● The problem:
Lines that include "push" make up the answer; copy all of them from the data below.

● Stored items:
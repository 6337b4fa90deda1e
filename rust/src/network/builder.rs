//! Registry validation and dispatch to the two encoders.

use crate::error::{CpmError, CpmResult};
use crate::interner::{TaskId, TaskIndex};
use crate::logging::VERBOSITY_SILENT;
use crate::models::Task;
use crate::registry::TaskRegistry;
use crate::{log_phase, log_trace};

use super::{on_arc, on_node, Network, NetworkKind};

/// Builds a [`Network`] of a fixed encoding from a registry.
#[derive(Clone, Debug)]
pub struct NetworkBuilder {
    kind: NetworkKind,
    verbosity: u8,
}

impl NetworkBuilder {
    pub fn new(kind: NetworkKind) -> Self {
        Self {
            kind,
            verbosity: VERBOSITY_SILENT,
        }
    }

    pub fn with_verbosity(mut self, verbosity: u8) -> Self {
        self.verbosity = verbosity;
        self
    }

    /// Validate the registry and build the network.
    ///
    /// # Errors
    /// * `EmptyNetwork` if the registry holds no tasks
    /// * `UnknownPredecessor` if any predecessor id was never registered
    /// * `CyclicDependency` if the encoded graph has no full topological order
    pub fn build<'r>(&self, registry: &'r TaskRegistry) -> CpmResult<Network<'r>> {
        if registry.is_empty() {
            return Err(CpmError::EmptyNetwork);
        }

        let tasks: Vec<&'r Task> = registry.tasks().iter().collect();
        let mut index = TaskIndex::with_capacity(tasks.len());
        for &task in &tasks {
            index.intern(task.id.as_str());
        }

        let predecessors = resolve_predecessors(&tasks, &index)?;
        let mut successors: Vec<Vec<TaskId>> = vec![Vec::new(); tasks.len()];
        for (task, preds) in predecessors.iter().enumerate() {
            for &pred in preds {
                successors[pred as usize].push(task as TaskId);
            }
        }

        let durations: Vec<f64> = tasks.iter().map(|t| t.duration).collect();
        let encoded = match self.kind {
            NetworkKind::OnNode => on_node::encode(&durations, &predecessors),
            NetworkKind::OnArc => on_arc::encode(&durations, &predecessors, &successors),
        };

        encoded.graph.topological_order()?;

        for (from, arc) in encoded.graph.arcs() {
            log_trace!(
                self.verbosity,
                "    Arc {} -> {} ({:?}, {})",
                from,
                arc.to,
                arc.label,
                arc.weight
            );
        }
        log_phase!(
            self.verbosity,
            "Built {} network: {} tasks, {} nodes, {} arcs, {} dummies",
            self.kind,
            tasks.len(),
            encoded.graph.node_count(),
            encoded.graph.arc_count(),
            encoded.dummy_count
        );

        Ok(Network::new(
            self.kind,
            index,
            tasks,
            predecessors,
            successors,
            encoded,
        ))
    }
}

/// Map predecessor ids to task ids, dropping repeated entries.
fn resolve_predecessors(tasks: &[&Task], index: &TaskIndex<'_>) -> CpmResult<Vec<Vec<TaskId>>> {
    let mut resolved = Vec::with_capacity(tasks.len());
    for task in tasks {
        let mut preds: Vec<TaskId> = Vec::with_capacity(task.predecessors.len());
        for pred in &task.predecessors {
            let id = index
                .get(pred)
                .ok_or_else(|| CpmError::UnknownPredecessor {
                    task_id: task.id.clone(),
                    predecessor: pred.clone(),
                })?;
            if !preds.contains(&id) {
                preds.push(id);
            }
        }
        resolved.push(preds);
    }
    Ok(resolved)
}
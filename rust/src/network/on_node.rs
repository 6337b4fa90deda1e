//! Activity-on-node encoding.

use crate::interner::TaskId;

use super::{ArcLabel, Encoded, NodeLabel, PrecedenceGraph, TaskAnchor};

/// One node per task; an edge from each predecessor to the task.
///
/// The edge weight is the predecessor's duration, so a node's propagated time
/// is the task's start time and its exit weight is its own duration.
pub(super) fn encode(durations: &[f64], predecessors: &[Vec<TaskId>]) -> Encoded {
    let mut graph = PrecedenceGraph::with_capacity(durations.len());
    let anchors: Vec<TaskAnchor> = durations
        .iter()
        .enumerate()
        .map(|(task, &duration)| {
            TaskAnchor::Node(graph.add_node(NodeLabel::Task(task as TaskId), duration))
        })
        .collect();

    for (task, preds) in predecessors.iter().enumerate() {
        for &pred in preds {
            graph.add_arc(pred, task as u32, ArcLabel::Precedence, durations[pred as usize]);
        }
    }

    Encoded {
        graph,
        anchors,
        terminals: None,
        dummy_count: 0,
    }
}
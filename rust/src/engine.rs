//! End-to-end CPM run: build, both passes, critical path and machine schedule.

use crate::backward_pass::backward_pass;
use crate::calendar::{project_schedule, DatedAssignment};
use crate::config::CpmConfig;
use crate::critical_path::{critical_chains, extract_critical_path};
use crate::error::CpmResult;
use crate::forward_pass::forward_pass;
use crate::log_phase;
use crate::models::TaskReport;
use crate::network::{NetworkBuilder, NetworkKind, NetworkSummary};
use crate::registry::TaskRegistry;
use crate::scheduler::{MachineScheduler, Schedule};

/// Owned result of a full run. Independent of the registry it came from.
#[derive(Clone, Debug, PartialEq)]
pub struct CpmReport {
    pub kind: NetworkKind,
    pub summary: NetworkSummary,
    /// Per-task timings in registration order.
    pub tasks: Vec<TaskReport>,
    pub makespan: f64,
    /// Zero-slack tasks ordered by (earliest start, id).
    pub critical_path: Vec<String>,
    pub critical_chains: Vec<Vec<String>>,
    pub schedule: Schedule,
    /// Present when the config carries a project start date.
    pub dated_schedule: Option<Vec<DatedAssignment>>,
}

impl CpmReport {
    pub fn task(&self, task_id: &str) -> Option<&TaskReport> {
        self.tasks.iter().find(|t| t.id == task_id)
    }
}

/// Runs the full pipeline with a fixed configuration.
#[derive(Clone, Debug, Default)]
pub struct CpmEngine {
    config: CpmConfig,
}

impl CpmEngine {
    pub fn new(config: CpmConfig) -> Self {
        Self { config }
    }

    pub fn config(&self) -> &CpmConfig {
        &self.config
    }

    /// Analyze and schedule every task in `registry`.
    ///
    /// The machine count is validated before any graph work so a bad
    /// configuration fails fast.
    ///
    /// # Errors
    /// Any build, propagation or scheduling error; no partial report is returned.
    pub fn run(&self, registry: &TaskRegistry) -> CpmResult<CpmReport> {
        let verbosity = self.config.verbosity;
        let scheduler = MachineScheduler::new(self.config.machines)?.with_verbosity(verbosity);

        let network = NetworkBuilder::new(self.config.kind)
            .with_verbosity(verbosity)
            .build(registry)?;
        let earliest = forward_pass(&network, verbosity)?;
        let timings = backward_pass(&network, &earliest, verbosity)?;

        let critical_path = extract_critical_path(&timings, verbosity)
            .into_iter()
            .map(String::from)
            .collect();
        let chains = critical_chains(&network, &timings, self.config.max_critical_chains)?
            .into_iter()
            .map(|chain| chain.into_iter().map(String::from).collect())
            .collect();

        let mut schedule = scheduler.schedule(&network, &earliest)?;
        schedule.mark_critical(&timings)?;
        let dated_schedule = self
            .config
            .project_start
            .map(|origin| project_schedule(&schedule, origin));

        log_phase!(
            verbosity,
            "{} run done: makespan {}, completion {}",
            network.kind().code(),
            timings.makespan(),
            schedule.completion_time()
        );

        Ok(CpmReport {
            kind: network.kind(),
            summary: network.summary(),
            tasks: timings.reports(),
            makespan: timings.makespan(),
            critical_path,
            critical_chains: chains,
            schedule,
            dated_schedule,
        })
    }
}

#[cfg(test)]
mod tests {
    use super::*;
    use crate::error::CpmError;
    use chrono::NaiveDate;

    fn make_task(registry: &mut TaskRegistry, id: &str, duration: f64, preds: &[&str]) {
        registry.add_task(id, duration, preds).unwrap();
    }

    fn diamond() -> TaskRegistry {
        let mut registry = TaskRegistry::new();
        make_task(&mut registry, "A", 3.0, &[]);
        make_task(&mut registry, "B", 2.0, &["A"]);
        make_task(&mut registry, "C", 4.0, &["A"]);
        make_task(&mut registry, "D", 1.0, &["B", "C"]);
        registry
    }

    fn run(registry: &TaskRegistry, config: CpmConfig) -> CpmResult<CpmReport> {
        CpmEngine::new(config).run(registry)
    }

    #[test]
    fn test_worked_example() {
        let registry = diamond();
        for kind in [NetworkKind::OnNode, NetworkKind::OnArc] {
            let config = CpmConfig::default().with_kind(kind).with_machines(2);
            let report = run(&registry, config).unwrap();
            assert_eq!(report.kind, kind);
            assert_eq!(report.makespan, 8.0);

            let expected = [
                ("A", 0.0, 3.0, 0.0, 3.0),
                ("B", 3.0, 5.0, 5.0, 7.0),
                ("C", 3.0, 7.0, 3.0, 7.0),
                ("D", 7.0, 8.0, 7.0, 8.0),
            ];
            for (id, es, ef, ls, lf) in expected {
                let t = report.task(id).unwrap().timing;
                assert!((t.earliest_start - es).abs() < 1e-9, "{} ES", id);
                assert!((t.earliest_finish - ef).abs() < 1e-9, "{} EF", id);
                assert!((t.latest_start - ls).abs() < 1e-9, "{} LS", id);
                assert!((t.latest_finish - lf).abs() < 1e-9, "{} LF", id);
            }
            assert_eq!(report.task("B").unwrap().timing.slack, 2.0);
            assert!(!report.task("B").unwrap().critical);

            assert_eq!(report.critical_path, vec!["A", "C", "D"]);
            assert_eq!(report.critical_chains, vec![vec!["A", "C", "D"]]);

            let machine0: Vec<&str> = report.schedule.machines()[0]
                .assignments()
                .iter()
                .map(|a| a.task_id.as_str())
                .collect();
            assert_eq!(machine0, vec!["A", "B", "D"]);
            let (machine, d) = report.schedule.find("D").unwrap();
            assert_eq!((machine, d.start, d.end), (0, 7.0, 8.0));
            assert!(d.critical);
            assert!(report.dated_schedule.is_none());
        }
    }

    #[test]
    fn test_encodings_agree() {
        let mut registry = TaskRegistry::new();
        make_task(&mut registry, "survey", 2.0, &[]);
        make_task(&mut registry, "permits", 5.5, &["survey"]);
        make_task(&mut registry, "order", 3.0, &[]);
        make_task(&mut registry, "foundation", 4.0, &["permits", "survey"]);
        make_task(&mut registry, "frame", 6.0, &["foundation", "order"]);
        make_task(&mut registry, "wiring", 2.5, &["frame"]);
        make_task(&mut registry, "plumbing", 3.5, &["frame"]);
        make_task(&mut registry, "inspect", 0.0, &["wiring", "plumbing"]);
        make_task(&mut registry, "paint", 1.0, &["inspect"]);

        let on_node = run(&registry, CpmConfig::default().with_machines(3)).unwrap();
        let on_arc = run(
            &registry,
            CpmConfig::default()
                .with_kind(NetworkKind::OnArc)
                .with_machines(3),
        )
        .unwrap();

        assert!((on_node.makespan - on_arc.makespan).abs() < 1e-9);
        for (a, b) in on_node.tasks.iter().zip(&on_arc.tasks) {
            assert_eq!(a.id, b.id);
            assert!(a.timing.approx_eq(&b.timing, 1e-9), "{}", a.id);
            assert!(a.timing.slack >= 0.0);
        }
        assert_eq!(on_node.critical_path, on_arc.critical_path);
        assert_eq!(on_node.critical_chains, on_arc.critical_chains);
        assert_eq!(on_node.schedule, on_arc.schedule);
        assert!(on_arc.summary.dummy_arcs > 0);
        assert_eq!(on_node.summary.dummy_arcs, 0);
    }

    #[test]
    fn test_errors_abort_run() {
        let registry = diamond();
        assert_eq!(
            run(&registry, CpmConfig::default().with_machines(0)).unwrap_err(),
            CpmError::InvalidMachineCount(0)
        );

        assert_eq!(
            run(&TaskRegistry::new(), CpmConfig::default()).unwrap_err(),
            CpmError::EmptyNetwork
        );

        let mut registry = TaskRegistry::new();
        make_task(&mut registry, "a", 1.0, &["ghost"]);
        assert!(matches!(
            run(&registry, CpmConfig::default()).unwrap_err(),
            CpmError::UnknownPredecessor { .. }
        ));

        let mut registry = TaskRegistry::new();
        make_task(&mut registry, "a", 1.0, &["b"]);
        make_task(&mut registry, "b", 1.0, &["a"]);
        for kind in [NetworkKind::OnNode, NetworkKind::OnArc] {
            assert!(matches!(
                run(&registry, CpmConfig::default().with_kind(kind)).unwrap_err(),
                CpmError::CyclicDependency { .. }
            ));
        }
    }

    #[test]
    fn test_dated_schedule() {
        let start = NaiveDate::from_ymd_opt(2025, 3, 3).unwrap();
        let report = run(
            &diamond(),
            CpmConfig::default().with_machines(2).with_project_start(start),
        )
        .unwrap();
        let dated = report.dated_schedule.unwrap();
        assert_eq!(dated.len(), 4);
        let c = dated.iter().find(|a| a.task_id == "C").unwrap();
        assert_eq!(c.machine, 1);
        assert_eq!(c.start_date, NaiveDate::from_ymd_opt(2025, 3, 6).unwrap());
        assert_eq!(c.end_date, NaiveDate::from_ymd_opt(2025, 3, 10).unwrap());
        assert!(c.critical);
    }

    #[test]
    fn test_report_outlives_registry() {
        let report = {
            let registry = diamond();
            run(&registry, CpmConfig::default()).unwrap()
        };
        assert_eq!(report.tasks.len(), 4);
        assert_eq!(report.summary.tasks, 4);
        assert_eq!(report.schedule.completion_time(), 10.0);
    }

    #[test]
    fn test_outputs_are_thread_safe() {
        fn assert_send_sync<T: Send + Sync>() {}
        assert_send_sync::<CpmReport>();
        assert_send_sync::<crate::network::Network<'static>>();
        assert_send_sync::<crate::backward_pass::Timings<'static>>();
        assert_send_sync::<Schedule>();
    }
}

● The completed task:
                successors[pred as usize].push(task as TaskId);
                preds.push(id);
        resolved.push(preds);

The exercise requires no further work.